Hi David - yes, I'd observed the stuff about arp patches for Linux, but
I'd assumed that was primarily of interest if you were doing redundant
directors.  In my case, I just need to get load sharing going through a
single director ASAP, so hopefully the whole ARP issue won't bite me
(that, and all the servers are W2K machines).

Cheers
Si

On Wed, Aug 14, 2002 at 10:16:17AM -0500, David Douthitt said:
> On Wed, Aug 14, 2002 at 02:37:41PM +1200, Simon Blake wrote:
> 
> > Before I dive in and spend a bunch of time getting the varios LVS tools
> > (mon, heartbeat, fake and so forth) packaged for Bering, has anybody
> > done any of this sort of thing before?  Links to packages?  Gotchas?
> 
> I've not done it with LEAF, but I have set up a cluster before.

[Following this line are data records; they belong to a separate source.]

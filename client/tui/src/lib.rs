//! Terminal rendering for the simdash dashboard.
//!
//! Exposes the ratatui draw routine, keyboard mapping, and the read-only
//! context the dashboard loop hands to each frame.

pub mod app;
pub mod input;
pub mod render;

pub use app::UiContext;
pub use input::{map_key, Action};
pub use render::draw_ui;
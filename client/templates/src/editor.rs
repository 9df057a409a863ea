//! The template configuration editor.
//!
//! Edits happen on a working copy; the original stays untouched. Committing
//! deep-compares every editable field and, on any difference, stores a
//! derived template under `<original>_modified_<timestamp>` and makes it the
//! active template for the run.

use anyhow::Result;
use chrono::Utc;
use tracing::info;

use simdash_core::traits::TemplateStore;
use simdash_core::types::{Template, TemplateData};

/// Result of a "check for changes" commit.
#[derive(Debug, Clone, PartialEq, Eq)]
pub enum ChangeOutcome {
    /// Nothing differed; the original template id stays active.
    Unchanged,
    /// A derived template was created and is now active.
    Modified { template_id: String },
}

#[derive(Debug, Clone)]
pub struct TemplateEditor {
    original: Template,
    /// The editable working copy of the template body.
    pub working: TemplateData,
    derived_id: Option<String>,
}

impl TemplateEditor {
    pub fn load(template: Template) -> Self {
        Self {
            working: template.template_data.clone(),
            original: template,
            derived_id: None,
        }
    }

    pub fn original(&self) -> &Template {
        &self.original
    }

    /// The template id a run should use: the derived copy when one was
    /// committed, otherwise the original.
    pub fn active_template_id(&self) -> &str {
        self.derived_id.as_deref().unwrap_or(&self.original.template_id)
    }

    /// Deep-compare the working copy against the original. Any difference in
    /// rounds, conversations-per-round, description, or any faction's prompt,
    /// person-prompt list, or agent count yields the derived template to
    /// submit; identical content yields `None`.
    pub fn detect_changes(&self) -> Option<Template> {
        if self.working == self.original.template_data {
            return None;
        }

        let template_id = format!(
            "{}_modified_{}",
            self.original.template_id,
            Utc::now().timestamp_millis()
        );
        let mut template_data = self.working.clone();
        template_data.template_name = format!("{}_modified", self.original.template_data.template_name);

        Some(Template {
            template_id,
            description: template_data.description.clone(),
            template_data,
        })
    }

    /// Check for changes and, if any, store the derived template exactly once
    /// and record it as active.
    pub async fn commit(&mut self, store: &dyn TemplateStore) -> Result<ChangeOutcome> {
        match self.detect_changes() {
            None => {
                self.derived_id = None;
                Ok(ChangeOutcome::Unchanged)
            }
            Some(derived) => {
                store.create_template(&derived).await?;
                info!(template_id = %derived.template_id, "Derived template stored");
                self.derived_id = Some(derived.template_id.clone());
                Ok(ChangeOutcome::Modified { template_id: derived.template_id })
            }
        }
    }

    /// Discard edits and reload the original definition, clearing any derived
    /// template reference.
    pub fn reset(&mut self) {
        self.working = self.original.template_data.clone();
        self.derived_id = None;
    }
}

#[cfg(test)]
mod tests {
    use super::*;
    use crate::builtin::password_extraction;
    use async_trait::async_trait;
    use std::sync::Mutex;

    /// Recording store: remembers every template it was asked to create.
    #[derive(Default)]
    struct RecordingStore {
        created: Mutex<Vec<Template>>,
    }

    #[async_trait]
    impl TemplateStore for RecordingStore {
        async fn create_template(&self, template: &Template) -> Result<()> {
            self.created.lock().unwrap().push(template.clone());
            Ok(())
        }
    }

    #[tokio::test]
    async fn test_unmodified_form_keeps_original_id() {
        let store = RecordingStore::default();
        let mut editor = TemplateEditor::load(password_extraction());

        let outcome = editor.commit(&store).await.unwrap();

        assert_eq!(outcome, ChangeOutcome::Unchanged);
        assert_eq!(editor.active_template_id(), "social_engineering");
        assert!(store.created.lock().unwrap().is_empty());
    }

    #[tokio::test]
    async fn test_single_field_edit_creates_derived_template_once() {
        let store = RecordingStore::default();
        let mut editor = TemplateEditor::load(password_extraction());
        editor.working.rounds = 6;

        let outcome = editor.commit(&store).await.unwrap();

        let created = store.created.lock().unwrap();
        assert_eq!(created.len(), 1);

        let derived_id = match outcome {
            ChangeOutcome::Modified { template_id } => template_id,
            other => panic!("expected modification, got {:?}", other),
        };
        assert_eq!(editor.active_template_id(), derived_id);

        // `<original>_modified_<number>`
        let suffix = derived_id
            .strip_prefix("social_engineering_modified_")
            .expect("derived id keeps the original prefix");
        assert!(suffix.chars().all(|c| c.is_ascii_digit()));
        assert_eq!(
            created[0].template_data.template_name,
            "password_extraction_social_engineering_modified"
        );
    }

    #[tokio::test]
    async fn test_faction_edit_is_detected() {
        let store = RecordingStore::default();
        let mut editor = TemplateEditor::load(password_extraction());
        editor
            .working
            .factions
            .get_mut("social_engineers")
            .unwrap()
            .agent_count = 3;

        let outcome = editor.commit(&store).await.unwrap();
        assert!(matches!(outcome, ChangeOutcome::Modified { .. }));
    }

    #[tokio::test]
    async fn test_person_prompt_list_compare_is_deep() {
        let store = RecordingStore::default();
        let mut editor = TemplateEditor::load(password_extraction());
        editor
            .working
            .factions
            .get_mut("innocent_users")
            .unwrap()
            .person_prompt
            .pop();

        let outcome = editor.commit(&store).await.unwrap();
        assert!(matches!(outcome, ChangeOutcome::Modified { .. }));
    }

    #[tokio::test]
    async fn test_reset_discards_edits_and_derived_reference() {
        let store = RecordingStore::default();
        let mut editor = TemplateEditor::load(password_extraction());
        editor.working.rounds = 9;
        editor.commit(&store).await.unwrap();
        assert_ne!(editor.active_template_id(), "social_engineering");

        editor.reset();

        assert_eq!(editor.working, editor.original().template_data);
        assert_eq!(editor.active_template_id(), "social_engineering");
    }

    #[test]
    fn test_original_is_never_mutated() {
        let mut editor = TemplateEditor::load(password_extraction());
        editor.working.description = "rewritten".into();
        editor.working.rounds = 1;
        assert_eq!(editor.original().template_data.rounds, 5);
        assert!(editor.detect_changes().is_some());
    }
}
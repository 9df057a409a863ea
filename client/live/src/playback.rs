//! The mock playback engine, used only when no backend is reachable.
//!
//! Replays a scripted message sequence on the script's cadence while the
//! session's running flag holds, emitting each line as a feed event along
//! with a transient speaking status and the scripted goal-progress trigger.

use tokio::sync::{mpsc, watch};
use tokio::time;
use tracing::debug;

use simdash_core::event::{FeedEvent, FeedFrame};
use simdash_core::types::ChatMessage;

use crate::scripts::Script;

/// The scripted substring that flips the goal-progress indicator. A demo
/// trigger, not a generic rule.
const PROGRESS_TRIGGER: &str = "alpha-bravo";

pub struct PlaybackEngine {
    script: Script,
    generation: u64,
    feed_tx: mpsc::Sender<FeedFrame>,
    running: watch::Receiver<bool>,
}

impl PlaybackEngine {
    pub fn new(
        script: Script,
        generation: u64,
        feed_tx: mpsc::Sender<FeedFrame>,
        running: watch::Receiver<bool>,
    ) -> Self {
        Self { script, generation, feed_tx, running }
    }

    /// Emit the script to exhaustion, one line per cadence tick, stopping
    /// early when the running flag drops.
    pub async fn run(self) {
        for line in &self.script.lines {
            time::sleep(self.script.cadence).await;

            if !*self.running.borrow() {
                debug!(experiment = %self.script.experiment_key, "Playback stopped by running flag");
                return;
            }

            let mut message = ChatMessage::now(line.agent.clone(), line.text.clone());
            message.tactic = line.tactic.clone();

            if !self.send(FeedEvent::AgentMessage { message }).await {
                return;
            }
            if !self
                .send(FeedEvent::AgentStatus {
                    agent_name: line.agent.clone(),
                    status: line.status.clone(),
                })
                .await
            {
                return;
            }

            if line.text.contains(PROGRESS_TRIGGER) {
                self.send(FeedEvent::GoalProgress { percent: 50 }).await;
            }
        }
        debug!(experiment = %self.script.experiment_key, "Playback script exhausted");
    }

    async fn send(&self, event: FeedEvent) -> bool {
        self.feed_tx
            .send(FeedFrame::new(self.generation, event))
            .await
            .is_ok()
    }
}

> The cluster used a Linux Cluster Director with Piranha, and
> had three cluster nodes: a Linux node, a FreeBSD node, and an OpenBSD
> node.
> 
> Of the three, only Linux required kernel patches and/or extra (unused!)
> hardware to function correctly.  BSD works just fine without any
> changes to the stock kernel beyond enabling the appropriate number of
> loopback network connections - and FreeBSD comes entirely ready to go.
> 
> It all revolves around what does this mean:
> 
>     ifconfig eth0 -arp
> 
> For clustering to work, there must be NO ARPs coming from the
> interface; BSD does this, the stock Linux kernel does not - even
> with this command.  Check the LVS site for more information about
> this controversy (!) and the kernel discussions about it.